From hemoabzymes to hemozymes: towards new biocatalysts for selective oxidations

The design of artificial hemoproteins that could catalyze selective oxidations using clean oxidants such as O-2 or H2O2 under ecocompatible conditions constitutes a real challenge for a wide range of industrial applications. In vivo, such reactions are performed by heme-thiolate proteins, cytochromes P450, which catalyze the oxidation of substrates by dioxygen in the presence of electrons delivered from NADPH by cytochrome P450 reductase. Several strategies were used to design new artificial hemoproteins that mimic these enzymes. The first one involved the non-covalent association of synthetic hemes with monoclonal antibodies raised against these cofactors.

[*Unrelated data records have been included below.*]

//! Checksummed record framing shared by every file the engine writes.
//!
//! ```text
//! +------------------+
//! | Header (16 bytes)|  magic:[u8;8] | version:u32 | reserved:u32
//! +------------------+
//! | Record 1         |
//! +------------------+
//! | Record 2         |
//! +------------------+
//! | ...              |
//! +------------------+
//! ```
//!
//! Each record is:
//!
//! ```text
//! +-----------+------------------+-----------+
//! |length:u32 | payload          |crc32:u32  |
//! +-----------+------------------+-----------+
//! | 4 bytes   | variable length  | 4 bytes   |
//! +-----------+------------------+-----------+
//! ```
//!
//! All integers are big-endian and the CRC covers the payload only.

use crate::error::Result;
use crate::Error;

use byteorder::{BigEndian, ReadBytesExt, WriteBytesExt};
use crc::{Crc, CRC_32_ISCSI};
use std::io::{self, Read, Write};

pub const CRC32: Crc<u32> = Crc::<u32>::new(&CRC_32_ISCSI);

pub const HEADER_SIZE: usize = 16;
const FORMAT_VERSION: u32 = 1;

pub const WAL_MAGIC: &[u8; 8] = b"TABLETWL";
pub const METADATA_MAGIC: &[u8; 8] = b"TABLETMD";
pub const BASE_MAGIC: &[u8; 8] = b"TABLETBS";
pub const DELTA_MAGIC: &[u8; 8] = b"TABLETDL";

#[derive(Debug, Clone, Copy, PartialEq)]
pub struct FileHeader {
    pub magic: [u8; 8],
    pub version: u32,
}

impl FileHeader {
    pub fn new(magic: &[u8; 8]) -> Self {
        Self {
            magic: *magic,
            version: FORMAT_VERSION,
        }
    }

    pub fn encode(&self) -> [u8; HEADER_SIZE] {
        let mut buf = [0u8; HEADER_SIZE];
        buf[0..8].copy_from_slice(&self.magic);
        buf[8..12].copy_from_slice(&self.version.to_be_bytes());
        buf
    }

    pub fn write_to<W: Write>(&self, writer: &mut W) -> Result<()> {
        writer.write_all(&self.encode())?;
        Ok(())
    }

    /// Read a header and check it carries `magic` and a known version.
    pub fn read_from<R: Read>(reader: &mut R, magic: &[u8; 8]) -> Result<Self> {
        let mut buf = [0u8; HEADER_SIZE];
        reader.read_exact(&mut buf).map_err(|e| {
            Error::Corruption(format!("Failed to read file header: {}", e))
        })?;

        let mut found = [0u8; 8];
        found.copy_from_slice(&buf[0..8]);
        if &found != magic {
            return Err(Error::Corruption(format!(
                "Bad file magic: expected {:?}, found {:?}",
                String::from_utf8_lossy(magic),
                String::from_utf8_lossy(&found)
            )));
        }

        let version = (&buf[8..12]).read_u32::<BigEndian>()?;
        if version != FORMAT_VERSION {
            return Err(Error::Corruption(format!(
                "Unsupported file format version {}",
                version
            )));
        }

        Ok(Self {
            magic: found,
            version,
        })
    }
}

/// Append one framed record; returns the number of bytes written.
pub fn write_record<W: Write>(writer: &mut W, payload: &[u8]) -> Result<u64> {
    let checksum = CRC32.checksum(payload);
    writer.write_u32::<BigEndian>(payload.len() as u32)?;
    writer.write_all(payload)?;
    writer.write_u32::<BigEndian>(checksum)?;
    Ok(payload.len() as u64 + 8)
}

/// Iterates the payloads of framed records.
///
/// A record cut short by the end of the input is a torn tail write: when
/// `tolerate_torn_tail` is set, iteration stops there instead of failing.
pub struct RecordReader<R: Read> {
    reader: R,
    tolerate_torn_tail: bool,
    done: bool,
}

impl<R: Read> RecordReader<R> {
    pub fn new(reader: R, tolerate_torn_tail: bool) -> Self {
        Self {
            reader,
            tolerate_torn_tail,
            done: false,
        }
    }

    fn torn(&mut self, what: &str, err: io::Error) -> Result<Option<Vec<u8>>> {
        if err.kind() == io::ErrorKind::UnexpectedEof && self.tolerate_torn_tail {
            tracing::warn!(what, "Ignoring torn record at end of file");
            Ok(None)
        } else {
            Err(Error::Corruption(format!("Failed to read {}: {}", what, err)))
        }
    }

    fn read(&mut self) -> Result<Option<Vec<u8>>> {
        let record_len = match self.reader.read_u32::<BigEndian>() {
            Ok(len) => len as usize,
            Err(e) if e.kind() == io::ErrorKind::UnexpectedEof => return Ok(None),
            Err(e) => return Err(e.into()),
        };

        let mut payload = vec![0u8; record_len];
        if let Err(e) = self.reader.read_exact(&mut payload) {
            return self.torn("record payload", e);
        }

        let stored_crc = match self.reader.read_u32::<BigEndian>() {
            Ok(crc) => crc,
            Err(e) => return self.torn("record checksum", e),
        };

        if CRC32.checksum(&payload) != stored_crc {
            return Err(Error::Corruption("Record checksum mismatch".to_string()));
        }

        Ok(Some(payload))
    }
}

impl<R: Read> Iterator for RecordReader<R> {
    type Item = Result<Vec<u8>>;

    fn next(&mut self) -> Option<Self::Item> {
        if self.done {
            return None;
        }
        match self.read() {
            Ok(Some(payload)) => Some(Ok(payload)),
            Ok(None) => {
                self.done = true;
                None
            }
            Err(e) => {
                self.done = true;
                Some(Err(e))
            }
        }
    }
}

#[cfg(test)]
mod tests {
    use super::*;
    use std::io::Cursor;

    #[test]
    fn test_header_magic_checked() {
        let mut buf = Vec::new();
        FileHeader::new(WAL_MAGIC).write_to(&mut buf).unwrap();
        assert_eq!(buf.len(), HEADER_SIZE);

        let header = FileHeader::read_from(&mut Cursor::new(&buf), WAL_MAGIC).unwrap();
        assert_eq!(&header.magic, WAL_MAGIC);

        let err = FileHeader::read_from(&mut Cursor::new(&buf), DELTA_MAGIC).unwrap_err();
        assert!(matches!(err, Error::Corruption(_)));
    }

    #[test]
    fn test_records_and_torn_tail() {
        let mut buf = Vec::new();
        write_record(&mut buf, b"first").unwrap();
        write_record(&mut buf, b"second").unwrap();
        let full_len = buf.len();
        write_record(&mut buf, b"third").unwrap();
        buf.truncate(full_len + 6);

        let records: Vec<_> = RecordReader::new(Cursor::new(&buf), true)
            .collect::<Result<_>>()
            .unwrap();
        assert_eq!(records, vec![b"first".to_vec(), b"second".to_vec()]);

        let strict: Result<Vec<_>> = RecordReader::new(Cursor::new(&buf), false).collect();
        assert!(matches!(strict, Err(Error::Corruption(_))));
    }

    #[test]
    fn test_checksum_mismatch() {
        let mut buf = Vec::new();
        write_record(&mut buf, b"payload").unwrap();
        buf[5] ^= 0xFF;

        let result: Result<Vec<_>> = RecordReader::new(Cursor::new(&buf), true).collect();
        assert!(matches!(result, Err(Error::Corruption(_))));
    }
}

This led to the first generation of artificial hemoproteins or hemoabzymes that displayed a peroxidase activity, and in some cases catalyzed the regioselective nitration of phenols by H2O2/NO2 and the stereoselective oxidation of sulfides by H2O2. The second one involved the non-covalent association of easily affordable non-relevant proteins with metalloporphyrin derivatives, using either the Trojan Horse strategy or the host-guest strategy. This led to a second generation of artificial hemoproteins or hemozymes, some of which were found able to catalyze the stereoselective oxidation of organic compounds such as sulfides and alkenes by H2O2 and KHSO5.